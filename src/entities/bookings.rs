use chrono::{DateTime, Utc};
use sea_orm::entity::prelude::*;

/// A user's reservation of one seat on a test date. `(user_id, test_date_id)` is unique.
#[derive(Clone, Debug, PartialEq, DeriveEntityModel, Eq)]
#[sea_orm(table_name = "bookings")]
pub struct Model {
    #[sea_orm(primary_key)]
    pub id: i64,
    pub user_id: i64,
    pub test_date_id: i64,
    pub created_at: DateTime<Utc>,
}

#[derive(Copy, Clone, Debug, EnumIter, DeriveRelation)]
pub enum Relation {
    #[sea_orm(
        belongs_to = "super::users::Entity",
        from = "Column::UserId",
        to = "super::users::Column::Id",
        on_delete = "Cascade"
    )]
    User,
    #[sea_orm(
        belongs_to = "super::test_dates::Entity",
        from = "Column::TestDateId",
        to = "super::test_dates::Column::Id",
        on_delete = "Cascade"
    )]
    TestDate,
}

impl Related<super::users::Entity> for Entity {
    fn to() -> RelationDef {
        Relation::User.def()
    }
}

impl Related<super::test_dates::Entity> for Entity {
    fn to() -> RelationDef {
        Relation::TestDate.def()
    }
}

impl ActiveModelBehavior for ActiveModel {}
pub mod mailer;

pub use mailer::*;
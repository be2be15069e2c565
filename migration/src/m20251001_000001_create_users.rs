use sea_orm_migration::prelude::extension::postgres::Type;
use sea_orm_migration::prelude::*;

#[derive(DeriveIden)]
pub(crate) enum Users {
    Table,
    Id,
    Email,
    PasswordHash,
    FirstName,
    LastName,
    Phone,
    Image,
    PassportId,
    PaymentStatus,
    Attendance,
    Proctor,
    ListeningScore,
    GvrScore,
    TotalScore,
    WritingScore,
    CefrLevel,
    SlateStatus,
    Decision,
    PaymentProvider,
    TransactionId,
    AmountPaid,
    PaymentStatusAuto,
    PaymentDate,
    IsActive,
    IsStaff,
    IsSuperuser,
    IsBachelor,
    LastLogin,
    CreatedAt,
    UpdatedAt,
}

#[derive(DeriveMigrationName)]
pub struct Migration;

#[async_trait::async_trait]
impl MigrationTrait for Migration {
    async fn up(&self, manager: &SchemaManager) -> Result<(), DbErr> {
        manager
            .create_type(
                Type::create()
                    .as_enum(Alias::new("user_decision"))
                    .values(vec![
                        Alias::new("Pass"),
                        Alias::new("Fail"),
                        Alias::new("ESL Bridge"),
                        Alias::new("ESL Full"),
                        Alias::new("Conditional ESL Full"),
                        Alias::new("Conditional Pass"),
                    ])
                    .to_owned(),
            )
            .await?;
        manager
            .create_type(
                Type::create()
                    .as_enum(Alias::new("payment_provider"))
                    .values(vec![
                        Alias::new("Payme"),
                        Alias::new("Click"),
                        Alias::new("Xazna"),
                    ])
                    .to_owned(),
            )
            .await?;
        manager
            .create_type(
                Type::create()
                    .as_enum(Alias::new("payment_status_auto"))
                    .values(vec![
                        Alias::new("Pending"),
                        Alias::new("Paid"),
                        Alias::new("Failed"),
                        Alias::new("Refunded"),
                    ])
                    .to_owned(),
            )
            .await?;

        manager
            .create_table(
                Table::create()
                    .table(Users::Table)
                    .if_not_exists()
                    .col(
                        ColumnDef::new(Users::Id)
                            .big_integer()
                            .not_null()
                            .auto_increment()
                            .primary_key(),
                    )
                    .col(
                        ColumnDef::new(Users::Email)
                            .string_len(255)
                            .not_null()
                            .unique_key(),
                    )
                    .col(ColumnDef::new(Users::PasswordHash).string_len(255).not_null())
                    .col(ColumnDef::new(Users::FirstName).string_len(100).not_null())
                    .col(ColumnDef::new(Users::LastName).string_len(100).not_null())
                    .col(ColumnDef::new(Users::Phone).string_len(255).null().unique_key())
                    .col(ColumnDef::new(Users::Image).string_len(255).null())
                    .col(
                        ColumnDef::new(Users::PassportId)
                            .string_len(100)
                            .null()
                            .unique_key(),
                    )
                    .col(ColumnDef::new(Users::PaymentStatus).string_len(50).null())
                    .col(ColumnDef::new(Users::Attendance).string_len(50).null())
                    .col(ColumnDef::new(Users::Proctor).string_len(100).null())
                    .col(ColumnDef::new(Users::ListeningScore).integer().null())
                    .col(ColumnDef::new(Users::GvrScore).integer().null())
                    .col(ColumnDef::new(Users::TotalScore).integer().null())
                    .col(ColumnDef::new(Users::WritingScore).integer().null())
                    .col(ColumnDef::new(Users::CefrLevel).string_len(3).null())
                    .col(ColumnDef::new(Users::SlateStatus).string_len(50).null())
                    .col(
                        ColumnDef::new(Users::Decision)
                            .custom(Alias::new("user_decision"))
                            .null(),
                    )
                    .col(
                        ColumnDef::new(Users::PaymentProvider)
                            .custom(Alias::new("payment_provider"))
                            .null(),
                    )
                    .col(ColumnDef::new(Users::TransactionId).string_len(255).null())
                    .col(ColumnDef::new(Users::AmountPaid).big_integer().null())
                    .col(
                        ColumnDef::new(Users::PaymentStatusAuto)
                            .custom(Alias::new("payment_status_auto"))
                            .not_null()
                            .default(Expr::cust("'Pending'::payment_status_auto")),
                    )
                    .col(
                        ColumnDef::new(Users::PaymentDate)
                            .timestamp_with_time_zone()
                            .null(),
                    )
                    .col(
                        ColumnDef::new(Users::IsActive)
                            .boolean()
                            .not_null()
                            .default(false),
                    )
                    .col(
                        ColumnDef::new(Users::IsStaff)
                            .boolean()
                            .not_null()
                            .default(false),
                    )
                    .col(
                        ColumnDef::new(Users::IsSuperuser)
                            .boolean()
                            .not_null()
                            .default(false),
                    )
                    .col(
                        ColumnDef::new(Users::IsBachelor)
                            .boolean()
                            .not_null()
                            .default(false),
                    )
                    .col(
                        ColumnDef::new(Users::LastLogin)
                            .timestamp_with_time_zone()
                            .null(),
                    )
                    .col(
                        ColumnDef::new(Users::CreatedAt)
                            .timestamp_with_time_zone()
                            .default(Expr::cust("NOW()"))
                            .null(),
                    )
                    .col(
                        ColumnDef::new(Users::UpdatedAt)
                            .timestamp_with_time_zone()
                            .default(Expr::cust("NOW()"))
                            .null(),
                    )
                    .to_owned(),
            )
            .await?;

        manager
            .create_index(
                Index::create()
                    .if_not_exists()
                    .name("idx_users_proctor")
                    .table(Users::Table)
                    .col(Users::Proctor)
                    .to_owned(),
            )
            .await?;

        Ok(())
    }

    async fn down(&self, manager: &SchemaManager) -> Result<(), DbErr> {
        manager
            .drop_table(Table::drop().if_exists().table(Users::Table).to_owned())
            .await?;
        for name in ["payment_status_auto", "payment_provider", "user_decision"] {
            manager
                .drop_type(Type::drop().name(Alias::new(name)).to_owned())
                .await?;
        }
        Ok(())
    }
}
use serde::{Deserialize, Serialize};
use utoipa::ToSchema;

#[derive(Debug, Serialize, Deserialize, ToSchema)]
pub struct ApiResponse<T> {
    pub success: bool,
    #[serde(skip_serializing_if = "Option::is_none")]
    pub data: Option<T>,
    #[serde(skip_serializing_if = "Option::is_none")]
    pub message: Option<String>,
    #[serde(skip_serializing_if = "Option::is_none")]
    pub error: Option<ApiError>,
}

#[derive(Debug, Serialize, Deserialize, ToSchema)]
pub struct ApiError {
    pub code: String,
    pub message: String,
}

impl<T> ApiResponse<T> {
    pub fn success(data: T) -> Self {
        Self {
            success: true,
            data: Some(data),
            message: None,
            error: None,
        }
    }

    pub fn success_with_message(data: T, message: impl Into<String>) -> Self {
        Self {
            success: true,
            data: Some(data),
            message: Some(message.into()),
            error: None,
        }
    }
}

impl ApiResponse<()> {
    pub fn message(message: impl Into<String>) -> Self {
        Self {
            success: true,
            data: None,
            message: Some(message.into()),
            error: None,
        }
    }
}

※

* [Work task]:
Your job is to return all lines above that hold the word "filename".

* [Response area]:
filename src/entities/bookings.rs
filename migration/src/m20251001_000001_create_users.rs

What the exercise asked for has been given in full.